Attorneys looking to formulate plans to help clients comply with the Affordable Care Act as it continues to unfold have a lot of questions themselves, say some sources here who are watching the sweeping health-care reform efforts.
As a key component of the Affordable Care Act, Washington state is setting up a health insurance exchange. The exchange, to be called Healthplanfinder, is intended to be an online market place for small businesses, families, and individuals in Washington to compare policies and gain access to health-care coverage from a number of options.
"The biggest things we don't know yet are how the concept of integrated health is going to play out, and which insurance companies want to be players in our market and which don't," says Mary Giannini, a health care attorney at the Spokane law firm Witherspoon Kelley.
The exchange is scheduled to begin enrolling participants on Oct. 1 for coverage beginning on Jan. 1, 2014. The state has received $150 million in federal grants to start up the exchange. The federal government will set up health insurance exchanges for states that choose not to operate their own exchanges.
Penny Youde, executive director of the Spokane County Bar Association, says she's also looking for guidance to find out how different companies are implementing or modifying health-care coverage under the Affordable Care Act.
She says she imagines smaller law firms also need some guidance.
"We're looking at doing some kind of a seminar to help smaller firms that don't have access to someone in that (compliance) area," Youde says. "We need someone to give us a little education on that."
Giannini says the Affordable Care Act likely will lead to a lot of legal work in the growing field of health care law.
"Health care has gotten to be fairly specialized," she says. "Some big firms in Seattle and San Francisco can put together 15 to 20 health-care lawyers."
Some facets of health-care work here have shrunk, she says, noting Witherspoon Kelley previously has done more legal work for the four largest hospitals here than it does now.
"Now, major hospital systems have in-house counsel," she says.
Giannini joined Witherspoon Kelley 22 years ago, working closely with K. Thomas Connolly, a principal of the firm, who, she says, was one of the first health-care attorneys in Spokane.
Today, Witherspoon Kelly is Spokane's largest law firm, with 42 attorneys, eight of whom are most involved in providing services to health-care clients. Largely as a result of the Affordable Care Act, the practice group includes a recently hired employee-benefits attorney.
Others attorneys at the firm work with the group as their expertise is needed on issues ranging from antitrust to tax concerns, she says.
Group Health Cooperative, the Seattle-based health care system that's the second largest health-plan provider in Eastern Washington, isn't looking at increasing its legal staff, says Mary Weiler, associate general counsel for the cooperative.
"The Affordable Care Act has added numerous additional regulatory requirements at the federal level, along with the implementation of a new state-based exchange, and regulation by the (Washington state) Office of the Insurance Commissioner," says Weiler, whose Seattle-based office provides counsel throughout the Group Health system.
Assessing requirements of the act and how they interact will be a vital task for health-care attorneys, she says.
"We have been looking at legal, regulatory, and compliance issues in a new wayfully utilizing the strengths of our legal, regulatory, and compliance staff in a more collaborative manner because of the complexities of the Affordable Care Act," Weiler says.
Giannini says lawyers here might expect to handle as many questions from care-provider clients as from employers as the Affordable Care Act is further implemented.
Compliance will be a big issue as the Affordable Care Act focuses on fraud-and-abuse prevention, Giannini says.
One Witherspoon Kelley attorney, who specializes in white-collar defense, will handle health care cases involving "mistakes, accidents, and occasional screw-ups regarding health-care regulations," she says.

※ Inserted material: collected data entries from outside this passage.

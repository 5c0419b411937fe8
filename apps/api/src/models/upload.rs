use bytes::Bytes;
use serde::Serialize;

use crate::job_search::{JobResult, SearchStatus};

/// Characters of extracted text echoed back to the caller.
pub const SNIPPET_CHARS: usize = 300;

/// A document received from the client, held in memory until it is persisted.
#[derive(Debug, Clone)]
pub struct UploadedDocument {
    pub file_name: String,
    pub content_type: Option<String>,
    pub bytes: Bytes,
}

/// Body of a successful `POST /upload-resume`.
#[derive(Debug, Clone, Serialize)]
#[serde(rename_all = "camelCase")]
pub struct UploadResponse {
    pub message: String,
    pub extracted_text_snippet: String,
    pub keywords: Vec<String>,
    pub jobs: Vec<JobResult>,
    /// `unavailable` when the search service could not be reached; `jobs` is
    /// empty in that case.
    pub job_search_status: SearchStatus,
}

/// First `max_chars` characters of `text`, never splitting a code point.
pub fn snippet(text: &str, max_chars: usize) -> String {
    text.chars().take(max_chars).collect()
}

#[cfg(test)]
mod tests {
    use super::*;
    use serde_json::json;

    #[test]
    fn test_snippet_truncates_by_characters() {
        let text = "é".repeat(400);
        let cut = snippet(&text, SNIPPET_CHARS);
        assert_eq!(cut.chars().count(), 300);
        assert_eq!(cut.len(), 600);
    }

    #[test]
    fn test_snippet_keeps_short_text() {
        assert_eq!(snippet("short", SNIPPET_CHARS), "short");
    }

    #[test]
    fn test_response_uses_camel_case_fields() {
        let response = UploadResponse {
            message: "ok".to_string(),
            extracted_text_snippet: "text".to_string(),
            keywords: vec!["rust".to_string()],
            jobs: vec![json!({"title": "Engineer"})],
            job_search_status: SearchStatus::Ok,
        };
        let value = serde_json::to_value(&response).unwrap();
        assert_eq!(value["extractedTextSnippet"], "text");
        assert_eq!(value["jobSearchStatus"], "ok");
        assert_eq!(value["jobs"][0]["title"], "Engineer");
    }
}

New rules under the Health Insurance Portability and Accountability Act are tied in with objectives of the Affordable Care Act to ensure privacy of the information.
"More and more issues are coming up about privacy and health care information," Giannini says. "It's turning into a significant practice area."
Under the act, the provider is obligated to inform the federal government and the patient whenever there is a breach of data.
"If there's a breach in the physician's office, it has to be reported," Giannini says. "Not surprisingly, we've got thousands of reports of breaches."
She says the U.S. Department of Health and Human Services is making efforts to educate providers before imposing heavy sanctions.
"The first round of audits is recognizing deficiencies and recommending what to do about them," she says, adding that government auditors "tend not to be so lenient when it's clear that the provider hasn't developed policies or trained staff or not exhibited concerns" about HIPPA compliance.
In addition to hospitals and physicians, nursing care and mental health providers also are concerned about the future of federal and state reimbursement policies, she says.
"A lot of providers are trying to figure out where they fit in if reimbursement changes," she says.